Miller has an opponent in House district 9, but she has been elected seven times already from her Fort Dodge area district, twice in GOP landslide years. The voter registration numbers give Democrats an advantage, and higher presidential-year turnout should help her.
Thede is the most vulnerable in this group. Since she was first elected to the Iowa House in 2008, Republicans have targeted her district. Democrats outnumber Republicans in House district 93, but not by a huge margin. Thede's current opponent Kurt Whalen comes from a prominent Republican family in Scott County. On the other hand, President Barack Obama carried this district with more than 56 percent of the vote in 2012, and Bruce Braley outpolled Joni Ernst here in the 2014 U.S. Senate race. Unless Scott County Democrats run a poor GOTV program, Thede should be favored for re-election.
Only one other African-American candidate filed for the primary ballot this year: Republican Diane Waddy Romero in House district 45. She is a long-shot, partly because her GOP primary rival Sondra Childs-Smith seems to have better Story County Republican connections. Even if Romero wins the nomination, she will likely lose to State Representative Beth Wessel-Kroeschell, because Democrats have more registered voters in this district and strong performance at the top of the ticket in the last two general election. UPDATE: A Bleeding Heartland reader informed me that Romero was disqualified from the ballot. Childs-Smith is the sole remaining GOP candidate in this race.

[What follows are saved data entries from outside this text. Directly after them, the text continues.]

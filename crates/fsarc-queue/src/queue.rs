//! Thread-safe bounded FIFO connecting the scanning/restore thread, the
//! compression worker pool, and the single writer/reader thread.
//!
//! Headers are born [`ItemStatus::Done`] (there's nothing to transform);
//! data blocks are born [`ItemStatus::Todo`] and a worker flips them to
//! `Done` once it has compressed/decompressed them in place. The drain
//! thread always consumes in enqueue order: it blocks until the *head* of
//! the queue is `Done`, regardless of which later items workers finish
//! first.

use std::collections::VecDeque;
use std::sync::{Condvar, Mutex, MutexGuard};

use fsarc_attr::AttributeRecord;
use fsarc_dtyp::{Error, FsId};
use fsarc_wire::Magic;

use crate::item::{BlockInfo, ItemStatus, QueueEntry, QueueItem};

/// What [`ItemQueue::peek_first`] reports about the head item, without
/// removing it.
#[derive(Debug, Clone, Copy)]
pub enum PeekedKind {
    Header(Magic),
    Block,
}

struct State {
    items: VecDeque<QueueEntry>,
    next_item_num: u64,
    end_of_queue: bool,
    block_count: usize,
}

/// A bounded FIFO of [`QueueEntry`] items. Capacity is expressed in data
/// blocks only; headers never count against it since they're small and
/// infrequent relative to block traffic.
pub struct ItemQueue {
    state: Mutex<State>,
    cv: Condvar,
    capacity_blocks: usize,
}

impl ItemQueue {
    pub fn new(capacity_blocks: usize) -> Self {
        Self {
            state: Mutex::new(State {
                items: VecDeque::new(),
                next_item_num: 0,
                end_of_queue: false,
                block_count: 0,
            }),
            cv: Condvar::new(),
            capacity_blocks,
        }
    }

    /// Appends a header, already `Done`, and wakes any waiter.
    pub fn enqueue_header(&self, attrs: AttributeRecord, magic: Magic, fs_id: FsId) -> u64 {
        let mut state = self.state.lock().unwrap();
        let item_num = state.next_item_num;
        state.next_item_num += 1;
        state.items.push_back(QueueEntry {
            item_num,
            status: ItemStatus::Done,
            item: QueueItem::Header { attrs, magic, fs_id },
        });
        self.cv.notify_all();
        item_num
    }

    /// Appends a data block with the given initial status, blocking while
    /// the queue already holds `capacity` blocks.
    pub fn enqueue_block(&self, block: BlockInfo, status: ItemStatus) -> u64 {
        let mut state = self.state.lock().unwrap();
        while state.block_count >= self.capacity_blocks {
            state = self.cv.wait(state).unwrap();
        }
        let item_num = state.next_item_num;
        state.next_item_num += 1;
        state.block_count += 1;
        state.items.push_back(QueueEntry {
            item_num,
            status,
            item: QueueItem::Block(block),
        });
        self.cv.notify_all();
        item_num
    }

    /// Blocks until the head item is `Done`, or returns
    /// [`Error::EndOfQueue`] once the producer has signalled end-of-queue
    /// and the queue has drained empty.
    fn wait_for_head_done<'a>(&'a self, mut state: MutexGuard<'a, State>) -> Result<MutexGuard<'a, State>, Error> {
        loop {
            match state.items.front() {
                Some(entry) if entry.status == ItemStatus::Done => return Ok(state),
                Some(_) => state = self.cv.wait(state).unwrap(),
                None if state.end_of_queue => return Err(Error::EndOfQueue),
                None => state = self.cv.wait(state).unwrap(),
            }
        }
    }

    /// Pops and returns the head item once it is `Done`, whatever its
    /// kind. Used by readers that don't care (archinfo) or that dispatch
    /// on the returned item themselves.
    pub fn dequeue_first(&self) -> Result<QueueEntry, Error> {
        let state = self.state.lock().unwrap();
        let mut state = self.wait_for_head_done(state)?;
        let entry = state.items.pop_front().expect("checked Some above");
        if entry.item.is_block() {
            state.block_count -= 1;
        }
        self.cv.notify_all();
        Ok(entry)
    }

    /// Waits until the head item is ready, and if it's a header, pops and
    /// returns it. If the ready head is a block instead, the item is left
    /// in place and an error is returned — the caller decides whether to
    /// [`Self::destroy_first_item`] it (this is how resync skips garbage).
    pub fn dequeue_header_blocking(&self) -> Result<(AttributeRecord, Magic, FsId), Error> {
        let state = self.state.lock().unwrap();
        let mut state = self.wait_for_head_done(state)?;
        match &state.items.front().unwrap().item {
            QueueItem::Header { .. } => {
                let entry = state.items.pop_front().unwrap();
                self.cv.notify_all();
                match entry.item {
                    QueueItem::Header { attrs, magic, fs_id } => Ok((attrs, magic, fs_id)),
                    QueueItem::Block(_) => unreachable!(),
                }
            }
            QueueItem::Block(_) => Err(Error::InvalidArg(
                "head of queue is a data block, not a header".into(),
            )),
        }
    }

    /// Symmetric to [`Self::dequeue_header_blocking`] for data blocks.
    pub fn dequeue_block_blocking(&self) -> Result<BlockInfo, Error> {
        let state = self.state.lock().unwrap();
        let mut state = self.wait_for_head_done(state)?;
        match &state.items.front().unwrap().item {
            QueueItem::Block(_) => {
                let entry = state.items.pop_front().unwrap();
                state.block_count -= 1;
                self.cv.notify_all();
                match entry.item {
                    QueueItem::Block(b) => Ok(b),
                    QueueItem::Header { .. } => unreachable!(),
                }
            }
            QueueItem::Header { .. } => Err(Error::InvalidArg(
                "head of queue is a header, not a data block".into(),
            )),
        }
    }

    /// Inspects the head item without removing it. Returns `None` if the
    /// queue is currently empty.
    pub fn peek_first(&self) -> Option<PeekedKind> {
        let state = self.state.lock().unwrap();
        match &state.items.front()?.item {
            QueueItem::Header { magic, .. } => Some(PeekedKind::Header(*magic)),
            QueueItem::Block(_) => Some(PeekedKind::Block),
        }
    }

    /// Pops the head item regardless of its status. Used for error
    /// teardown and, during resync, to discard a record that turned out
    /// to be the wrong kind.
    pub fn destroy_first_item(&self) {
        let mut state = self.state.lock().unwrap();
        if let Some(entry) = state.items.pop_front() {
            if entry.item.is_block() {
                state.block_count -= 1;
            }
            self.cv.notify_all();
        }
    }

    /// Scans for the earliest `Todo` block, atomically marks it
    /// `InProgress`, and hands a copy to the caller. Returns `None` if no
    /// `Todo` block is present yet; the worker is expected to sleep
    /// briefly and retry.
    pub fn find_first_block_todo(&self) -> Option<(u64, BlockInfo)> {
        let mut state = self.state.lock().unwrap();
        for entry in state.items.iter_mut() {
            if entry.status == ItemStatus::Todo {
                if let QueueItem::Block(block) = &entry.item {
                    let item_num = entry.item_num;
                    let block = block.clone();
                    entry.status = ItemStatus::InProgress;
                    return Some((item_num, block));
                }
            }
        }
        None
    }

    /// A worker puts transformed bytes back. Only permitted while the item
    /// is still `InProgress` and `item_num` matches (guards against a
    /// stale handle from a queue that has moved on).
    pub fn replace_block(&self, item_num: u64, block: BlockInfo, new_status: ItemStatus) -> Result<(), Error> {
        let mut state = self.state.lock().unwrap();
        let entry = state
            .items
            .iter_mut()
            .find(|e| e.item_num == item_num)
            .ok_or_else(|| Error::InvalidArg(format!("no queue item with item_num {item_num}")))?;
        if entry.status != ItemStatus::InProgress {
            return Err(Error::InvalidArg(format!(
                "item {item_num} is not in progress (status is {:?})",
                entry.status
            )));
        }
        entry.item = QueueItem::Block(block);
        entry.status = new_status;
        drop(state);
        self.cv.notify_all();
        Ok(())
    }

    pub fn set_end_of_queue(&self, flag: bool) {
        let mut state = self.state.lock().unwrap();
        state.end_of_queue = flag;
        self.cv.notify_all();
    }

    pub fn get_end_of_queue(&self) -> bool {
        self.state.lock().unwrap().end_of_queue
    }

    pub fn count(&self) -> usize {
        self.state.lock().unwrap().items.len()
    }

    pub fn count_todo(&self) -> usize {
        self.state
            .lock()
            .unwrap()
            .items
            .iter()
            .filter(|e| e.status == ItemStatus::Todo)
            .count()
    }
}

#[cfg(test)]
mod tests {
    use super::*;
    use fsarc_codec::{CompressAlgo, EncryptAlgo};

    fn sample_block(offset: u64) -> BlockInfo {
        BlockInfo {
            fs_id: FsId::from(0),
            offset,
            real_size: 4,
            data: vec![1, 2, 3, 4],
            compress_algo: CompressAlgo::None,
            encrypt_algo: EncryptAlgo::None,
            archive_bytes: vec![1, 2, 3, 4],
            archive_checksum: 0,
            corrupt: false,
        }
    }

    #[test]
    fn headers_and_blocks_drain_in_enqueue_order() {
        let q = ItemQueue::new(8);
        q.enqueue_header(AttributeRecord::new(), Magic::Object, FsId::from(0));
        q.enqueue_block(sample_block(0), ItemStatus::Done);
        q.enqueue_header(AttributeRecord::new(), Magic::DataEnd, FsId::from(0));

        let first = q.dequeue_first().unwrap();
        assert!(matches!(first.item, QueueItem::Header { magic: Magic::Object, .. }));
        let second = q.dequeue_first().unwrap();
        assert!(second.item.is_block());
        let third = q.dequeue_first().unwrap();
        assert!(matches!(third.item, QueueItem::Header { magic: Magic::DataEnd, .. }));
    }

    #[test]
    fn dequeue_first_blocks_on_a_todo_block_at_the_head() {
        let q = ItemQueue::new(8);
        let item_num = q.enqueue_block(sample_block(0), ItemStatus::Todo);
        q.enqueue_header(AttributeRecord::new(), Magic::DataEnd, FsId::from(0));

        assert_eq!(q.count(), 2);
        let (found_num, mut block) = q.find_first_block_todo().unwrap();
        assert_eq!(found_num, item_num);
        block.archive_bytes = vec![9, 9];
        q.replace_block(item_num, block, ItemStatus::Done).unwrap();

        let first = q.dequeue_first().unwrap();
        assert!(first.item.is_block());
    }

    #[test]
    fn end_of_queue_surfaces_once_drained() {
        let q = ItemQueue::new(8);
        q.enqueue_header(AttributeRecord::new(), Magic::DataEnd, FsId::from(0));
        q.set_end_of_queue(true);
        q.dequeue_first().unwrap();
        let err = q.dequeue_first().unwrap_err();
        assert!(matches!(err, Error::EndOfQueue));
    }

    #[test]
    fn dequeue_header_blocking_rejects_a_block_head_without_removing_it() {
        let q = ItemQueue::new(8);
        q.enqueue_block(sample_block(0), ItemStatus::Done);
        let err = q.dequeue_header_blocking().unwrap_err();
        assert!(matches!(err, Error::InvalidArg(_)));
        assert_eq!(q.count(), 1);
        q.destroy_first_item();
        assert_eq!(q.count(), 0);
    }

    #[test]
    fn capacity_blocks_further_block_enqueues() {
        use std::sync::Arc;
        use std::thread;
        use std::time::Duration;

        let q = Arc::new(ItemQueue::new(1));
        q.enqueue_block(sample_block(0), ItemStatus::Done);

        let q2 = Arc::clone(&q);
        let handle = thread::spawn(move || {
            q2.enqueue_block(sample_block(1), ItemStatus::Done);
        });

        thread::sleep(Duration::from_millis(50));
        assert_eq!(q.count(), 1, "second enqueue should still be blocked");

        q.dequeue_first().unwrap();
        handle.join().unwrap();
        assert_eq!(q.count(), 1);
    }
}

Iowa voters have never elected a Latino candidate to the state legislature. I am not aware of any Republican Latino candidates on the ballot this year. Sara Huddleston is the Democratic challenger to State Representative Gary Worthan in House district 11. Although the Storm Lake area has a large Latino population, that district is a steep hill for any Democrat to climb.
Perla Alarcon-Flory is the Democratic candidate in House district 6, an open seat covering the south side of Sioux City. Republicans have a healthy voter registration edge here, and Mitt Romney carried the district with more than 54 percent of the vote in 2012, even as Obama won Woodbury County. On the other hand, Alarcon-Flory is a strong candidate, having already won a seat on the school board.
No Asian-Americans have served in the Iowa legislature since State Senator Swati Dandekar stepped down in 2011. To my knowledge, no Asian-American candidates are seeking Iowa House seats this year. The only Asian-American running for the Iowa Senate is Miyoko Hikiji, the Democratic challenger to State Senator Brad Zaun in Senate district 20. That seat in the northwestern suburbs of Des Moines leans Republican by the voter registration numbers, and Romney won nearly 53 percent of the vote here while losing the state by 5 points in 2012. Hikiji hopes her background, including wartime military service in Iraq, will help her attract most independents and some crossover Republican voters.
No Jews currently serve in the state legislature, nor am I aware of any Jewish candidates in either party this year.
Abdul-Samad is the only Muslim now serving at the statehouse. Having no primary challenger or Republican opponent, he is nearly certain to be re-elected.
Iowa's general assembly has fewer women as a percentage of lawmakers than do 29 other state legislatures. Following the 2014 election, the number of women in the Iowa House rose from 25 to 27, but the number of women in the Iowa Senate dropped from ten to seven because men replaced three retiring female GOP senators.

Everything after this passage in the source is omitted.